I understand a similar question has been asked before; as the link below

Does the kind of wood used in making a violin affect its sound?

However, I would think a violin and guitar are very different. If so, how doees the type of wood affect the sound of a guitar?

  • Most people disagree with most other people if there's an effect, to what extent etc. It would probably help to know if you're talking acoustic or electric guitar?
    – user13400
    Commented Sep 18, 2014 at 11:34
  • Possibly useful: amjbot.org/content/93/10/1439.full Breedlove guitars has a more qualitative description breedlovemusic.com/features/top-woods-binding-styles , I've seen other similar (and similarly unsubstantiated) tone wood graphs in other places too.
    – Dave
    Commented Sep 18, 2014 at 11:45
  • I interpret this question as being significantly different from the violin one: this one (seems to) ask "What effects will different woods have", the latter seems to ask "Why should I care about the type of wood in a violin?". I cannot envision an answer to the "What effects..." question that is not one of (a) subjective or (b) a book length answer that goes into the overall design of guitars
    – Dave
    Commented Sep 18, 2014 at 11:53
  • I'd answer this that the physics of how a violin and a guitar produce sound is almost the same, so the materials to make them sound good their best are also the same.
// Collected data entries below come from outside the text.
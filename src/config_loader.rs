use crate::config::TopologyConfig;
use crate::scenario::Scenario;
use color_eyre::eyre::WrapErr;
use color_eyre::Result;
use log::info;
use std::fs::File;
use std::path::Path;

/// Load, parse and validate a topology configuration from a YAML file
pub fn load_config(config_path: &Path) -> Result<TopologyConfig> {
    info!("Loading configuration from: {:?}", config_path);

    let file = File::open(config_path)
        .wrap_err_with(|| format!("Failed to open configuration {:?}", config_path))?;

    let config: TopologyConfig = serde_yaml::from_reader(file)
        .wrap_err_with(|| format!("Failed to parse configuration {:?}", config_path))?;

    config.validate()?;

    info!(
        "Configuration loaded: {} topology, max {} agents",
        config.topology_type, config.max_nodes
    );
    Ok(config)
}

/// Load a scenario script from a YAML file
pub fn load_scenario(scenario_path: &Path) -> Result<Scenario> {
    info!("Loading scenario from: {:?}", scenario_path);

    let file = File::open(scenario_path)
        .wrap_err_with(|| format!("Failed to open scenario {:?}", scenario_path))?;

    let scenario: Scenario = serde_yaml::from_reader(file)
        .wrap_err_with(|| format!("Failed to parse scenario {:?}", scenario_path))?;

    info!("Scenario has {} steps", scenario.steps.len());
    Ok(scenario)
}
//! Metrics engine.
//!
//! [`refresh_metrics`] recomputes every metric and every node's centrality
//! from the current graph. There is no incremental path: callers run it after
//! each structural change and publish the returned value as a whole.

use log::debug;
use rand::Rng;

use super::centrality::compute_centrality;
use super::network_graph::{all_pairs_bfs, clustering_coefficient, connectivity, path_statistics};
use super::network_resilience::{monte_carlo_resilience, RESILIENCE_TRIALS};
use super::types::{efficiency, TopologyMetrics};
use crate::topology::TopologyGraph;

/// Recompute all metrics and write fresh centrality vectors into the nodes
pub fn refresh_metrics<R: Rng + ?Sized>(graph: &mut TopologyGraph, rng: &mut R) -> TopologyMetrics {
    if graph.is_empty() {
        return TopologyMetrics::empty();
    }

    let index = graph.adjacency();
    let trees = all_pairs_bfs(&index);

    let centrality = compute_centrality(&index.adjacency, &trees);
    for (id, scores) in index.ids.iter().zip(centrality) {
        if let Some(node) = graph.node_mut(id) {
            node.centrality = scores;
        }
    }

    let loads: Vec<f64> = graph.agents().map(|agent| agent.load).collect();
    let (average_path_length, network_diameter) = path_statistics(&trees);
    let connectivity = connectivity(graph.node_count(), graph.connection_count());
    let load_balance = load_balance(&loads);
    let resilience = monte_carlo_resilience(&index.adjacency, RESILIENCE_TRIALS, rng);

    let metrics = TopologyMetrics {
        efficiency: efficiency(connectivity, load_balance, resilience, average_path_length),
        resilience,
        connectivity,
        load_balance,
        average_path_length,
        network_diameter,
        clustering_coefficient: clustering_coefficient(&index.adjacency),
    };

    debug!(
        "Metrics: efficiency={:.3} connectivity={:.3} resilience={:.2} load_balance={:.3}",
        metrics.efficiency, metrics.connectivity, metrics.resilience, metrics.load_balance
    );
    metrics
}

/// Population standard deviation; 0 for fewer than two values
pub fn std_dev(values: &[f64]) -> f64 {
    if values.len() < 2 {
        return 0.0;
    }
    let mean = values.iter().sum::<f64>() / values.len() as f64;
    let variance = values.iter().map(|v| (v - mean).powi(2)).sum::<f64>() / values.len() as f64;
    variance.sqrt()
}

/// 1 − stddev of the loads, floored at 0
pub fn load_balance(loads: &[f64]) -> f64 {
    (1.0 - std_dev(loads)).clamp(0.0, 1.0)
}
The only major difference is bowing vs plucking, and that primarily affects string setup rather than wood. So the linked question is an actual duplicate, not just similar. Maybe if the question was more about effects of particular woods on an instrument's sound?
    – Karen
    Commented Sep 18, 2014 at 13:13
  • It's all about absorptivity and coefficients of restitution and other fancy words :-), which boil down to "does the wood vibrate easily in response to the frequencies you want, and preferably not vibrate in response to frequencies you don't want." Commented Sep 18, 2014 at 13:58

1 Answer 1


In the case of Acoustic:

The density of the wood affects its resonance. the sound is echoed inside the hollow base and the quality of the wood affects how much sound is distributed outwards. The same effects are applied with damp wood, if the wood is damp it will affect the sound.

In the case of Electric:

I am unaware of any effects the wood has on the sound or quality of the guitar, its mostly down to professional appearance and finish. also the better the wood the longer the guitar will last and more of a beating it can take.